Abstract

Highly stable, uniform and ultrathin hydrophilic polymer coatings on the surface as well as in the pores of a PVDF microfiltration (MF) membrane are obtained by coating a hydrophilic monomer in liquid carbon dioxide (l-CO2) followed by subsequent crosslinking reaction. Polyethylene glycol diacrylate (PEGDA, Mn ~258g/mol) is used as the l-CO2 soluble hydrophilic monomer source and azobisisobutyronitrile (AIBN) was used as a radical initiator. The extremely low surface tension and the low viscosity of l-CO2 result in ultrathin and uniform PEG coatings on the hydrophobic polyvinylidene fluoride (PVDF) microfiltration membrane.
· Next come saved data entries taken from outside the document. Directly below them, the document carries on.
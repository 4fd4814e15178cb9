mod common;

// std
use std::collections::VecDeque;
// crates.io
use futures::future;
use parking_lot::Mutex;
// self
use common::*;
use rates_broker::{
	rate::Postcode,
	remote::{RatesApi, RemoteFuture, SupplyPoint, SupplyPointLookup},
	resolver::{INVALID_POSTCODES_KEY, POSTCODE_REGIONS_KEY, RegionResolver, resolve_or_default},
	store::{MemoryStore, SettingsStore},
};

/// Replays scripted lookup outcomes, then keeps answering with the last one.
struct ScriptedApi {
	script: Mutex<VecDeque<Result<SupplyPointLookup, RemoteError>>>,
	fallback: Result<SupplyPointLookup, RemoteError>,
	calls: AtomicUsize,
}
impl ScriptedApi {
	fn new(script: Vec<Result<SupplyPointLookup, RemoteError>>) -> Self {
		let fallback = script.last().cloned().unwrap_or_else(|| Ok(lookup(&[])));

		Self { script: Mutex::new(script.into()), fallback, calls: AtomicUsize::new(0) }
	}

	fn calls(&self) -> usize {
		self.calls.load(Ordering::SeqCst)
	}
}
impl RatesApi for ScriptedApi {
	fn fetch_rates<'a>(&'a self, _tariff: &'a TariffCode) -> RemoteFuture<'a, Vec<PriceRecord>> {
		Box::pin(async { Ok(Vec::new()) })
	}

	fn lookup_supply_points<'a>(
		&'a self,
		_postcode: &'a Postcode,
	) -> RemoteFuture<'a, SupplyPointLookup> {
		self.calls.fetch_add(1, Ordering::SeqCst);

		let next = self
			.script
			.lock()
			.pop_front()
			.unwrap_or_else(|| self.fallback.clone());

		Box::pin(async move {
			tokio::time::sleep(StdDuration::from_millis(10)).await;

			next
		})
	}
}

fn lookup(group_ids: &[&str]) -> SupplyPointLookup {
	SupplyPointLookup {
		count: group_ids.len() as u32,
		results: group_ids.iter().map(|id| SupplyPoint { group_id: (*id).into() }).collect(),
	}
}

async fn build_resolver(
	settings: MemoryStore,
	api: ScriptedApi,
) -> RegionResolver<ScriptedApi> {
	let config = config_for("https://rates.example.com/");

	RegionResolver::<ScriptedApi>::load(Arc::new(settings), api, &config)
		.await
		.expect("Resolver should load from settings.")
}

#[tokio::test]
async fn cancellations_are_retried_within_budget() {
	let api = ScriptedApi::new(vec![
		Err(RemoteError::Cancelled),
		Err(RemoteError::Cancelled),
		Ok(lookup(&["_C"])),
	]);
	let settings = MemoryStore::default();
	let resolver = build_resolver(settings.clone(), api).await;
	let region = resolver.resolve("sw1a 1aa").await.expect("Third attempt should succeed.");

	assert_eq!(&*region, "C");
	assert_eq!(resolver.api.calls(), 3);
	assert_eq!(resolver.metrics.retries(), 2);

	let persisted = settings
		.get(POSTCODE_REGIONS_KEY)
		.await
		.expect("Settings read should succeed.")
		.expect("Resolved mapping should be persisted.");

	assert_eq!(persisted, r#"{"SW1A 1AA":"C"}"#);
}

#[tokio::test]
async fn exhausted_budget_surfaces_the_last_cancellation() {
	let api = ScriptedApi::new(vec![Err(RemoteError::Cancelled)]);
	let resolver = build_resolver(MemoryStore::default(), api).await;
	let err = resolver.resolve("SW1A 1AA").await.expect_err("Three cancellations must fail.");

	assert!(matches!(err, Error::FetchFailed(RemoteError::Cancelled)));
	assert_eq!(resolver.api.calls(), 3);
}

#[tokio::test]
async fn other_failures_are_not_retried() {
	let api = ScriptedApi::new(vec![Err(RemoteError::Status { status: 500, body: "boom".into() })]);
	let resolver = build_resolver(MemoryStore::default(), api).await;
	let err = resolver.resolve("SW1A 1AA").await.expect_err("Server errors must propagate.");

	assert!(matches!(err, Error::FetchFailed(RemoteError::Status { status: 500, .. })));
	assert_eq!(resolver.api.calls(), 1);
}

#[tokio::test]
async fn cached_regions_skip_the_network() {
	let settings = MemoryStore::default();

	settings
		.put(POSTCODE_REGIONS_KEY, r#"{"SW1A 1AA":"C"}"#.into())
		.await
		.expect("Seeding regions should succeed.");

	let resolver = build_resolver(settings, ScriptedApi::new(Vec::new())).await;
	let region = resolver.resolve("  sw1a 1aa ").await.expect("Cached postcode should resolve.");

	assert_eq!(&*region, "C");
	assert_eq!(resolver.api.calls(), 0);
}

#[tokio::test]
async fn unknown_postcodes_are_cached_as_invalid() {
	let settings = MemoryStore::default();
	let resolver = build_resolver(settings.clone(), ScriptedApi::new(vec![Ok(lookup(&[]))])).await;
	let err = resolver.resolve("ZZ1 1ZZ").await.expect_err("Unknown postcodes must fail.");

	assert!(matches!(err, Error::InvalidPostcode { ref postcode } if postcode == "ZZ1 1ZZ"));

	let again = resolver.resolve("zz1 1zz").await.expect_err("Cached invalid postcodes must fail.");

	assert!(matches!(again, Error::InvalidPostcode { .. }));
	assert_eq!(resolver.api.calls(), 1);

	let persisted =
		settings.get(INVALID_POSTCODES_KEY).await.expect("Settings read should succeed.");

	assert_eq!(persisted.as_deref(), Some(r#"["ZZ1 1ZZ"]"#));

	// A freshly loaded resolver sees the persisted set.
	let reloaded = build_resolver(settings, ScriptedApi::new(Vec::new())).await;

	assert!(reloaded.resolve("ZZ1 1ZZ").await.is_err());
	assert_eq!(reloaded.api.calls(), 0);
}

#[tokio::test]
async fn concurrent_resolutions_share_one_lookup() {
	let resolver =
		build_resolver(MemoryStore::default(), ScriptedApi::new(vec![Ok(lookup(&["_C"]))])).await;
	let results =
		future::join_all((0..6).map(|_| resolver.resolve("SW1A 1AA"))).await;

	assert!(results.iter().all(|result| result.as_ref().ok().map(|region| &**region) == Some("C")));
	assert_eq!(resolver.api.calls(), 1);
	assert_eq!(resolver.metrics.lookups(), 6);
}

#[tokio::test]
async fn blank_input_defaults_without_lookup() {
	let resolver = build_resolver(MemoryStore::default(), ScriptedApi::new(Vec::new())).await;
	let region = resolve_or_default(&resolver, "").await.expect("Blank input should default.");

	assert_eq!(&*region, "H");
	assert_eq!(resolver.api.calls(), 0);
}

#[cfg(feature = "reqwest")]
#[tokio::test]
async fn reqwest_client_decodes_group_ids() {
	// crates.io
	use httpmock::prelude::*;
	// self
	use rates_broker::http::ReqwestRatesClient;

	let server = MockServer::start_async().await;
	let mock = server
		.mock_async(|when, then| {
			when.method(GET).path("/grid-supply-points").query_param("postcode", "SW1A 1AA");
			then.status(200)
				.header("content-type", "application/json")
				.body(r#"{"count":1,"results":[{"group_id":"_C"}]}"#);
		})
		.await;
	let config = config_for(&server.url("/"));
	let client = ReqwestRatesClient::new(&config).expect("Client should build.");
	let resolver = RegionResolver::<ReqwestRatesClient>::load(
		Arc::new(MemoryStore::default()),
		client,
		&config,
	)
	.await
	.expect("Resolver should load from empty settings.");
	let region = resolver.resolve("sw1a 1aa").await.expect("Mock lookup should resolve.");

	mock.assert_async().await;

	assert_eq!(&*region, "C");
}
The chemical composition, morphology, and the depth profiles of the PEG-coated membranes are characterized in detail using X-ray photoelectron spectroscopy, scanning electron microscopy, electron probe microanalysis and energy dispersive X-ray microanalysis. Long-term permeation flux test using a bovine serum albumin solution shows that the 1.0wt% PEGDA-coated membrane using l-CO2 exhibits 1.34 times larger BSA solution flux than that of the uncoated PVDF membrane, and 1.3 times larger flux than that of a commercial hydrophilic membrane. Fouling resistance estimation shows that the 1wt% PEGDA-coated membrane exhibits ~30% lower internal fouling resistance than the pristine membrane, and ~24% lower internal fouling resistance than the commercial hydrophilic membrane.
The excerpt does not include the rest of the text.